Let’s consider the merits of a society as I have described it. What would we do with our eternal lives? It’s easy to create a utopian story, of nations full of polymaths drawing together lifetimes of knowledge in lifetimes of different disciplines into a magnificent glass bead game, capable of intellectual leaps that would be impossible with the short training possible in a mortal life. Technology spiralling ahead, academia interweaving its disparate strands until everything is informed by everything else. A new age of polymaths, made infinitely greater than the last one by the fact that there is simply so much more to know. What couldn’t we create, with all the time in the world?

Yet there is a dystopian story to be told, too. One in which we continue as we are now, just for infinitely longer. In which we get home from jobs we tolerate to watch TV or read a crime novel. In this world there would be visionaries too, but they would be only the few visionaries who are present in any generation. And these people would be wrung for all they contained. Instead of one contribution that furthered humanity being cause for a celebrated career and a comfortable retirement, they would be relied upon to power humanity’s advances for the foreseeable future. And they would be doing this without the impetus that comes with being young, being ambitious and needing to prove themselves. They would be doing it not in their first few decades, as many great thinkers have. Their genius would be routine and exhausting.

And as they inevitably gave up – refused, disappeared or went mad – what would our choices be? For how could we ever repeal immortality, and condemn a world full of people to what by that point would seem like the most terrifying and disgusting plague imaginable? How could we let them shrivel, become fragile and eventually die, simply to allow a new generation that might lift us from our lethargy? Would we instead clutter the world with more children than it could take, in the search for a temporary solution to our problem? How stretched do our resources need to be before immortality ceases to be a blessing?

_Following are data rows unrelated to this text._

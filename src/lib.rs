//! # tidemark
//!
//! Typed record mapping and a filter expression algebra for interchangeable SQL
//! storage backends.
//!
//! A record type declares its table and column tags once ([`Record::describe`]).
//! Registration extracts validated [`TableMetadata`] into a [`TypeRegistry`];
//! after that the [`RecordMapper`] converts records to backend value maps and rows
//! back to records, coercing every value by its column's [`DataType`]. Filters are
//! [`Expression`] trees that any [`StorageBackend`] can evaluate or render.
//!
//! ## Modules
//!
//! - **`schema`** - tags, data types, extraction into table metadata
//! - **`value`** - storage values, property values, the coercion engine
//! - **`query`** - expression algebra and ordering
//! - **`mapper`** - record ↔ value map / row conversion
//! - **`backend`** - the storage backend trait and an in-memory backend
//! - **`orm`** - the typed dispatcher over a backend
//!
//! ## Example
//!
//! ```
//! use tidemark::{
//!     ColumnTag, DataType, Expression, MemoryBackend, Orm, Record, RecordDescriptor,
//!     TableTag, TideError,
//! };
//!
//! #[derive(Debug, Default, Clone, PartialEq)]
//! struct Person {
//!     id: i32,
//!     first_name: String,
//! }
//!
//! impl Record for Person {
//!     fn describe() -> Result<RecordDescriptor, TideError> {
//!         Ok(RecordDescriptor::new()
//!             .table(TableTag::new("person")?)
//!             .column("id", ColumnTag::builder(DataType::Int).primary_key().build()?)
//!             .column(
//!                 "first_name",
//!                 ColumnTag::builder(DataType::Nvarchar).name("firstname").max_length(64).build()?,
//!             ))
//!     }
//!
//!     tidemark::record_accessors!(id, first_name);
//! }
//!
//! # fn main() -> Result<(), TideError> {
//! let orm = Orm::new(MemoryBackend::new());
//! orm.register_type::<Person>()?;
//! let ada = orm.insert(&Person { id: 0, first_name: "Ada".into() })?;
//! assert_eq!(ada.id, 1);
//!
//! let found: Vec<Person> =
//!     orm.select_many(Some(&Expression::starts_with("firstname", "A")), &[], None, None)?;
//! assert_eq!(found, vec![ada]);
//! # Ok(())
//! # }
//! ```

pub mod backend;
pub mod config;
pub mod error;
pub mod json_helpers;
pub mod mapper;
pub mod orm;
pub mod query;
pub mod record;
pub mod registry;
pub mod schema;
#[cfg(feature = "tracing")]
mod tracing_helpers;
pub mod value;

pub use backend::{MemoryBackend, StorageBackend};
pub use config::{MapperSettings, NullHandling};
pub use error::{ErrorKind, TideError};
pub use mapper::RecordMapper;
pub use orm::Orm;
pub use query::{Direction, Expression, LeftTerm, Operator, OrderBy, RightTerm};
pub use record::Record;
pub use registry::TypeRegistry;
pub use schema::{
    ColumnDefinition, ColumnTag, ColumnTagBuilder, DataType, RecordDescriptor, TableMetadata,
    TableTag,
};
pub use value::{
    DbEnum, DefaultTimestamps, EnumValue, FromProperty, PropertyValue, Row, TimestampFormat,
    ToProperty, Value, ValueMap,
};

And the ordinary people in this world, how would they exist? Without death and retirement, what opportunities would there be for advancement in careers? Would all marriages inevitably end, without the tether of children, shared retirement and ultimate finitude? If technology had created a world of increased leisure, it’s easy to imagine boredom eventually setting in. Then there is the question of social attitudes. People tend to cling to the values they were taught at birth. Without the constant renewal of fresh generations, could we ever hope to eradicate racism, sexism, homophobia and the like? Does increased age make us wiser or simply more entrenched in our views?

These parallel futures present us with a dilemma that cannot be solved theoretically. We can’t expect to establish how immortality will affect us as a society without empirical evidence. Ultimately we will not know whether immortality will save or damn us unless we give it a try and see. Yet once we begin to live forever, we are stuck with ourselves and the people around us. There can be no retracting of our decision, no return to ageing and the spectre of imminent death. So there is only one real question for philosophers – and economists, and sociologists and everyone else – to answer when it comes to immortality. Is it worth the risk?